[Records excerpted from a collection]
------------------------------------

//! Delegated token lifecycle for a confidential client
//!
//! Verifies inbound user tokens, keeps a per-user token cache fresh through
//! silent refresh, runs authorization-code logins, and exchanges the user's
//! access token on-behalf-of downstream resources. Every failure a caller
//! can act on folds into a [`TokenOutcome`].

mod broker;
pub mod error;
pub mod locks;
pub mod login;
pub mod metrics;
pub mod obo;
pub mod outcome;
pub mod refresh;

#[cfg(test)]
mod testsupport;

pub use broker::TokenBroker;
pub use error::{BrokerError, Result};
pub use locks::UserLocks;
pub use login::{LOGIN_FLOW_EXPIRY, LoginFlows, MAX_PENDING_LOGINS, PendingFlow};
pub use obo::OboExchanger;
pub use outcome::{
    AuthenticatedUser, InboundTokens, LoginRequest, LoginResult, TokenOutcome, TokenPair,
};
pub use refresh::{IdTokenCheck, Redeemed, Refresher};
//! Configuration types and loading
//!
//! Config precedence: CLI args > env vars > config file > defaults.
//! The client secret is loaded from the IDP_CLIENT_SECRET env var or
//! client_secret_file, never stored in the TOML directly.

use common::Secret;
use idp::endpoints::DEFAULT_AUTHORITY_HOST;
use idp::{ClientApp, ProviderEndpoints};
use serde::Deserialize;
use std::net::SocketAddr;
use std::path::{Path, PathBuf};
use std::time::Duration;
use token_cache::RetryPolicy;

/// Env var holding the client secret; wins over `client_secret_file`.
pub const CLIENT_SECRET_ENV: &str = "IDP_CLIENT_SECRET";

/// Root configuration
#[derive(Debug, Deserialize)]
pub struct Config {
    pub identity: IdentityConfig,
    pub store: StoreConfig,
    pub server: ServerConfig,
}

/// Client registration at the identity provider
#[derive(Debug, Deserialize)]
pub struct IdentityConfig {
    pub tenant_id: String,
    pub client_id: String,
    /// Audience of inbound access tokens, e.g. `api://token-broker`
    pub api_audience: String,
    pub redirect_uri: String,
    #[serde(default = "default_authority_host")]
    pub authority_host: String,
    /// Scopes requested at login when the caller names none
    #[serde(default)]
    pub login_scopes: Vec<String>,
    /// Leeway applied to `exp`/`nbf` when verifying tokens
    #[serde(default)]
    pub clock_skew_secs: u64,
    #[serde(skip)]
    pub client_secret: Option<Secret<String>>,
    #[serde(default)]
    pub client_secret_file: Option<PathBuf>,
}

/// Token cache persistence
#[derive(Debug, Deserialize)]
pub struct StoreConfig {
    /// Directory holding one cache file per user
    pub dir: PathBuf,
    #[serde(default = "default_retry_attempts")]
    pub retry_attempts: u32,
    #[serde(default = "default_retry_backoff_ms")]
    pub retry_backoff_ms: u64,
}

/// HTTP listener and outbound client settings
#[derive(Debug, Deserialize)]
pub struct ServerConfig {
    pub listen_addr: SocketAddr,
    /// Timeout for calls to the identity provider
    #[serde(default = "default_timeout")]
    pub timeout_secs: u64,
    #[serde(default = "default_max_connections")]
    pub max_connections: usize,
    #[serde(default = "default_pool_max_idle")]
    pub pool_max_idle_per_host: usize,
}

fn default_authority_host() -> String {
    DEFAULT_AUTHORITY_HOST.to_string()
}

fn default_retry_attempts() -> u32 {
    3
}

fn default_retry_backoff_ms() -> u64 {
    1000
}

fn default_timeout() -> u64 {
    30
}

fn default_max_connections() -> usize {
    1000
}

fn default_pool_max_idle() -> usize {
    16
}

impl IdentityConfig {
    /// Configured login scopes, or email plus this API's `access` scope.
    pub fn login_scopes(&self) -> Vec<String> {
        if !self.login_scopes.is_empty() {
            return self.login_scopes.clone();
        }
        vec![
            "email".to_string(),
            format!("{}/access", self.api_audience.trim_end_matches('/')),
        ]
    }
}

impl StoreConfig {
    pub fn retry_policy(&self) -> RetryPolicy {
        RetryPolicy {
            attempts: self.retry_attempts,
            backoff: Duration::from_millis(self.retry_backoff_ms),
        }
    }
}

impl Config {
    /// Load configuration from a TOML file, then overlay environment variables.
    ///
    /// Client secret resolution order:
    /// 1. IDP_CLIENT_SECRET env var
    /// 2. client_secret_file path from config
    pub fn load(path: &Path) -> common::Result<Self> {
        let contents = std::fs::read_to_string(path)?;
        let mut config: Config = toml::from_str(&contents)?;

        let identity = &config.identity;
        for (name, value) in [
            ("tenant_id", &identity.tenant_id),
            ("client_id", &identity.client_id),
            ("api_audience", &identity.api_audience),
            ("redirect_uri", &identity.redirect_uri),
        ] {
            if value.trim().is_empty() {
                return Err(common::Error::Config(format!("identity.{name} must not be empty")));
            }
        }

        if !identity.authority_host.starts_with("http://")
            && !identity.authority_host.starts_with("https://")
        {
            return Err(common::Error::Config(format!(
                "authority_host must start with http:// or https://, got: {}",
                identity.authority_host
            )));
        }

        if config.store.retry_attempts == 0 {
            return Err(common::Error::Config(
                "retry_attempts must be greater than 0".into(),
            ));
        }

        if config.server.timeout_secs == 0 {
            return Err(common::Error::Config(
                "timeout_secs must be greater than 0".into(),
            ));
        }

        if config.server.max_connections == 0 {
            return Err(common::Error::Config(
                "max_connections must be greater than 0".into(),
            ));
        }

        // Resolve client secret: env var takes precedence over file
        if let Ok(secret) = std::env::var(CLIENT_SECRET_ENV) {
            config.identity.client_secret = Some(Secret::new(secret));
        } else if let Some(ref secret_file) = config.identity.client_secret_file {
            let secret = std::fs::read_to_string(secret_file).map_err(|e| {
                common::Error::Config(format!(
                    "failed to read client_secret_file {}: {e}",
                    secret_file.display()
                ))
            })?;
            let secret = secret.trim().to_owned();
            if !secret.is_empty() {
                config.identity.client_secret = Some(Secret::new(secret));
            }
        }

        Ok(config)
    }

    /// Client registration for the token client. Requires a client secret.
    pub fn client_app(&self) -> common::Result<ClientApp> {
        let identity = &self.identity;
        let client_secret = identity.client_secret.clone().ok_or_else(|| {
            common::Error::Config(format!(
                "no client secret: set {CLIENT_SECRET_ENV} or identity.client_secret_file"
            ))
        })?;
        Ok(ClientApp {
            client_id: identity.client_id.clone(),
            client_secret,
            redirect_uri: identity.redirect_uri.clone(),
            api_audience: identity.api_audience.clone(),
            endpoints: ProviderEndpoints::for_tenant(&identity.authority_host, &identity.tenant_id),
        })
    }

    /// Resolve config file path from CLI arg or CONFIG_PATH env var.
    pub fn resolve_path(cli_path: Option<&str>) -> PathBuf {
        if let Some(p) = cli_path {
            return PathBuf::from(p);
        }
        if let Ok(p) = std::env::var("CONFIG_PATH") {
            return PathBuf::from(p);
        }
        PathBuf::from("token-broker.toml")
    }
}
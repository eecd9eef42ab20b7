//! The step-execution action triple: goal, feedback and result.
//!
//! The monitor derives the three topic names from a configured action
//! namespace (`{ns}/goal`, `{ns}/feedback`, `{ns}/result`); the preview
//! subscribes to the goal topic alone.

use schemars::JsonSchema;
use serde::{Deserialize, Serialize};

use crate::swing::SwingData;

/// One step of a planned motion: the set of limb swings executed together.
#[derive(Clone, Debug, Default, PartialEq, Serialize, Deserialize, JsonSchema)]
#[serde(default)]
pub struct Step {
    /// Position of this step within the goal's sequence.
    pub step_number: u32,
    pub swing_data: Vec<SwingData>,
}

/// Goal message: the ordered step sequence to execute.
#[derive(Clone, Debug, Default, PartialEq, Serialize, Deserialize, JsonSchema)]
#[serde(default)]
pub struct ExecuteStepsGoal {
    pub steps: Vec<Step>,
}

/// Feedback status: execution is paused.
pub const PROGRESS_PAUSED: u8 = 0;
/// Feedback status: a step is currently executing.
pub const PROGRESS_EXECUTING: u8 = 1;
/// Feedback status: the executor cannot tell what it is doing.
pub const PROGRESS_UNKNOWN: u8 = 2;

/// Feedback message: a progress snapshot emitted while steps execute.
#[derive(Clone, Debug, Default, PartialEq, Serialize, Deserialize, JsonSchema)]
#[serde(default)]
pub struct ExecuteStepsFeedback {
    /// Number of steps still queued, including the one executing.
    pub queue_size: u32,
    /// Fractional progress through the current step, in `[0, 1]`.
    pub phase: f64,
    /// Nominal duration of the current step.
    pub duration: crate::builtin::Duration,
    /// Identifiers of the limbs currently in swing (e.g. `"LF_LEG"`).
    pub active_branches: Vec<String>,
    /// One of the `PROGRESS_*` constants.
    pub status: u8,
    /// Human-readable description of the current step.
    pub description: String,
}

/// Result status: all steps were executed and the final stance was reached.
pub const RESULT_REACHED: u8 = 0;
/// Result status: execution aborted before the final stance.
pub const RESULT_FAILED: u8 = 1;
/// Result status: the executor cannot tell how execution ended.
pub const RESULT_UNKNOWN: u8 = 2;

/// Result message: terminal status of a step-execution goal.
#[derive(Clone, Debug, Default, PartialEq, Serialize, Deserialize, JsonSchema)]
#[serde(default)]
pub struct ExecuteStepsResult {
    /// One of the `RESULT_*` constants.
    pub status: u8,
}

#[cfg(test)]
mod tests {
    use super::*;

    #[test]
    fn goal_deserializes_with_nested_steps() {
        let json = r#"{
            "steps": [
                {"step_number": 1, "swing_data": [{"name": "LF_LEG"}]},
                {"step_number": 2, "swing_data": []}
            ]
        }"#;
        let goal: ExecuteStepsGoal = serde_json::from_str(json).unwrap();
        assert_eq!(goal.steps.len(), 2);
        assert_eq!(goal.steps[0].swing_data[0].name, "LF_LEG");
    }

    #[test]
    fn feedback_deserializes_from_wire_json() {
        let json = r#"{
            "queue_size": 3,
            "phase": 0.5,
            "duration": {"sec": 2, "nsec": 0},
            "active_branches": ["LF_LEG", "RH_LEG"],
            "status": 1,
            "description": "Swinging LF_LEG to (0.3, 0.2)."
        }"#;
        let feedback: ExecuteStepsFeedback = serde_json::from_str(json).unwrap();
        assert_eq!(feedback.queue_size, 3);
        assert_eq!(feedback.status, PROGRESS_EXECUTING);
        assert_eq!(feedback.active_branches.len(), 2);
        assert!((feedback.duration.to_secs_f64() - 2.0).abs() < 1e-9);
    }

    #[test]
    fn status_constants_are_distinct() {
        assert_ne!(PROGRESS_PAUSED, PROGRESS_EXECUTING);
        assert_ne!(PROGRESS_EXECUTING, PROGRESS_UNKNOWN);
        assert_ne!(RESULT_REACHED, RESULT_FAILED);
        assert_ne!(RESULT_FAILED, RESULT_UNKNOWN);
    }

    #[test]
    fn default_result_reports_reached() {
        // Wire default (0) coincides with RESULT_REACHED, matching the
        // executor's encoding.
        assert_eq!(ExecuteStepsResult::default().status, RESULT_REACHED);
    }
}
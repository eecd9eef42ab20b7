//! User control commands, as they travel over the bus.

use schemars::JsonSchema;
use serde::{Deserialize, Serialize};

/// Playback controls exposed by the preview panel.
#[derive(Debug, Clone, Copy, PartialEq, Serialize, Deserialize, JsonSchema)]
#[serde(tag = "action", content = "payload", rename_all = "snake_case")]
pub enum PlaybackCommand {
    Play,
    Pause,
    /// Jump the time cursor, seconds. Clamped to the batch bounds.
    Seek(f64),
    /// Playback speed factor, `1.0` is real time.
    SetSpeed(f64),
    /// Whether a freshly received goal starts playing on its own.
    SetAutoPlay(bool),
}

/// History-browsing controls exposed by the monitoring dashboard.
#[derive(Debug, Clone, Copy, PartialEq, Eq, Serialize, Deserialize, JsonSchema)]
#[serde(tag = "action", content = "payload", rename_all = "snake_case")]
pub enum NavCommand {
    /// Jump to the oldest entry.
    Top,
    /// One entry older.
    Up,
    /// One entry newer.
    Down,
    /// Jump to the latest entry and resume following it.
    Bottom,
    /// Raw wheel delta in eighths of a degree, as mice report it.
    Scroll { delta: i32 },
}

#[cfg(test)]
mod tests {
    use super::*;

    #[test]
    fn playback_command_roundtrip() {
        let command = PlaybackCommand::Seek(2.75);
        let json = serde_json::to_string(&command).unwrap();
        assert!(json.contains(r#""action":"seek""#));
        let back: PlaybackCommand = serde_json::from_str(&json).unwrap();
        assert_eq!(back, command);
    }

    #[test]
    fn nav_command_roundtrip() {
        let command = NavCommand::Scroll { delta: -240 };
        let json = serde_json::to_string(&command).unwrap();
        let back: NavCommand = serde_json::from_str(&json).unwrap();
        assert_eq!(back, command);
    }

    #[test]
    fn unit_variants_parse_from_bare_tags() {
        let back: NavCommand = serde_json::from_str(r#"{"action":"bottom"}"#).unwrap();
        assert_eq!(back, NavCommand::Bottom);
        let back: PlaybackCommand = serde_json::from_str(r#"{"action":"play"}"#).unwrap();
        assert_eq!(back, PlaybackCommand::Play);
    }
}
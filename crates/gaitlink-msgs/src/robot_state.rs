//! The robot stance snapshot published on the robot-state topic.
//!
//! The preview panel retains the latest of these and hands it to the motion
//! synthesizer as the initial stance for the next goal.

use schemars::JsonSchema;
use serde::{Deserialize, Serialize};

use crate::geometry_msgs::Point;
use crate::std_msgs::Header;

/// Current position of one foot, in the header frame of the owning message.
#[derive(Clone, Debug, Default, PartialEq, Serialize, Deserialize, JsonSchema)]
#[serde(default)]
pub struct FootState {
    /// Limb identifier (e.g. `"LF_LEG"`).
    pub name: String,
    pub position: Point,
}

/// Snapshot of the robot's stance: where every foot currently is.
#[derive(Clone, Debug, Default, PartialEq, Serialize, Deserialize, JsonSchema)]
#[serde(default)]
pub struct RobotState {
    pub header: Header,
    pub feet: Vec<FootState>,
}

------------------------------------

EXERCISE - Word for word, output the lines of the data from its first line through the line where "pub mod metrics;" appears, and stop there.

FINISHED TASK -
//! Delegated token lifecycle for a confidential client
//!
//! Verifies inbound user tokens, keeps a per-user token cache fresh through
//! silent refresh, runs authorization-code logins, and exchanges the user's
//! access token on-behalf-of downstream resources. Every failure a caller
//! can act on folds into a [`TokenOutcome`].

mod broker;
pub mod error;
pub mod locks;
pub mod login;
pub mod metrics;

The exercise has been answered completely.